CE-MRA was identified as an early application of acceleration techniques.25 Subsequently, acceleration factors have arguably been pushed to the highest practical values in CE-MRA vs. any other application in MRI. There are reasons for this. First, because CE-MRA is generally performed with a 3D acquisition, it immediately lends itself to acceleration performed along the phase encoding and slice encoding directions; i.e. 2D acceleration. For a given acceleration factor R, 2D acceleration better retains SNR than 1D acceleration. Second, CE-MRA is generally performed in a coronal or sagittal format in which the frequency direction is superior-inferior (S/I). This means that the phase and slice encoding directions are within the transverse plane. Acceleration is particularly robust in terms of low g-factors when coil elements can be placed on opposite sides of the patient and face each other along the acceleration direction. When the phase encoding plane is transverse, circumferentially oriented coil arrays provide this for 2D acceleration. Third, the CE-MRA signal is sparse in the sense that the number of pixels which enhance due to the arterial phase contrast passage makes up a very small fraction of the total number of pixels in the volume. This reduces the signal power of pixels which are erroneously not fully resolved. An example of 2D acceleration illustrating these points taken from a 3D CE-MRA exam acquired with R = 8 is shown in Fig. 1. This study and results from all other human studies presented in this work were conducted with the approval of the Institutional Review Board (IRB).

Fig. 1.

Fig. 1.

Illustration of 2D sensitivity encoding (SENSE) in contrast-enhanced MRA. (a) Acquired images of an axial section just distal to the knees from eight coil elements formed with acceleration factor R = 4 (left/right) × 2 (anterior/posterior) = 8. Note the differences image to image, owing to the different coil sensitivities across the object. Also note the relatively low signal level of the unenhancing background tissue. (b) Reconstructed axial image using the data of (a). (c) Maximum Intensity Projection (MIP) from contrast-enhanced magnetic resonance angiography (CE-MRA) study of the calves. The level of the axial section used in (a) and (b) is identified.
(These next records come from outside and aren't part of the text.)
// src/system/traits.rs

use crate::models::{AircraftSnapshot, Severity, ViewBounds};
use std::collections::HashMap;

/// The map/view component the console steers. Pan and zoom are applied
/// directly; the view owns any clamping of zoom levels.
pub trait MapView {
    /// Whether the view has finished initializing. Commands that need the
    /// view short-circuit with an error message while this is false.
    fn is_ready(&self) -> bool;

    /// Centers the view on the given coordinates.
    fn pan_to(&mut self, lat: f64, lon: f64);

    /// Applies an absolute zoom level, unclamped by the console.
    fn set_zoom_level(&mut self, level: f64);

    fn zoom_in_one_level(&mut self);

    fn zoom_out_one_level(&mut self);

    /// The current geographic extent, or `None` before the first render.
    fn current_bounds(&self) -> Option<ViewBounds>;
}

/// The simulation-state component: traffic snapshots and the command
/// vocabulary announced by the connected simulator.
///
/// Both return owned snapshots: the underlying data is hot-swapped whole on
/// reconnect, so a caller always observes one consistent state and never a
/// torn one.
pub trait SimulationState {
    /// The latest traffic snapshot, or `None` before any data arrived.
    fn current_entity_snapshot(&self) -> Option<AircraftSnapshot>;

    /// Remote command name to comma-separated parameter names, or `None`
    /// pre-connection. Used for completion and hints only, never for
    /// dispatch decisions.
    fn remote_vocabulary(&self) -> Option<HashMap<String, String>>;
}

/// The transport to the remote simulator. Sends are fire-and-forget: the
/// console does not await replies and holds no in-flight request state.
pub trait Transport {
    fn send_command(&mut self, line: &str);

    fn disconnect(&mut self);
}

/// The message/log display surface. Every user action produces exactly one
/// echo of the typed command and at most one status message here.
pub trait MessageSink {
    fn post_message(&mut self, text: &str, severity: Severity);
}

/// Optional capability for the shape/waypoint overlay features that are
/// wired in after console construction. While absent, the commands that
/// would use it report "not yet implemented" instead of faulting.
pub trait OverlayManager {
    fn draw_shape(&mut self, name: &str, arguments: &str);

    fn define_waypoint(&mut self, arguments: &str);
}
These methods for improvement of the spatio-temporal resolution are summarized in Table 1. Also indicated is the method of partial Fourier acquisition,26 commonly used in many applications in MRI but used in CE-MRA (REFS) as well,27,28 and the general method of compressed sensing which is an area of ongoing study to be discussed presently.

Table 1.

Summary of techniques providing improvement in spatiotemporal resolution of contrast-enhanced MR angiography. Comments and values are with respect to imaging on a standard whole body system at 1.5T in 1995

Technique Description Physical basis / Comments Improvement factor
TR reduction Reduce repetition time of gradient echo sequence Large signal of contrast-enhanced blood compensates for signal loss in reducing TR from 14 to 3 – 5 msec. 3–5 ×
Partial fourier acquisition Use known mathematical symmetry properties to sample only half of data space Requires adequate knowledge of magnetic field inhomogeneity; can be applied in multiple directions. 1.5–1.8 ×
View sharing Share phase-encoded “views” from one image to the next in the reconstruction of a time series More frequent sampling of central vs. peripheral k-space allows the apparent temporal resolution to be improved. 2–4 ×
Parallel acquisition Measure MR signal simultaneously from multiple receiver coil elements and exploit differential coil sensitivities across the object Implement in image space (SENSE) or k-space (GRAPPA); both approaches allow periodic k-space undersampling. Applications in two phase encode directions allows higher acceleration than along only one direction. The penalty is diminished SNR. 2–10 ×
Compressed sensing Synthesize unsampled data on the basis of statistical information Minimize the error between the final image and the data set subject to possible constraints; topic continues to be of ongoing study 2–4 ×
Technical Facilitators
Gradients Higher peak amplitudes and faster risetimes Improved gradients allow shorter RF pulses, reduced TEs, and shorter TRs.
Field strength 3T and higher vs. 1.5T Increased field provides higher intrinsic SNR.
Multi-element receiver coils MRI systems with multiple receive channels and coils with potentially dozens of elements Multi-element coils are required for effective implementation of parallel acquisition.
Computation hardware Ongoing improvements in available computation speed Speed improvements have in general allowed the above techniques to be implemented in clinically reasonable (<5 min) reconstruction times.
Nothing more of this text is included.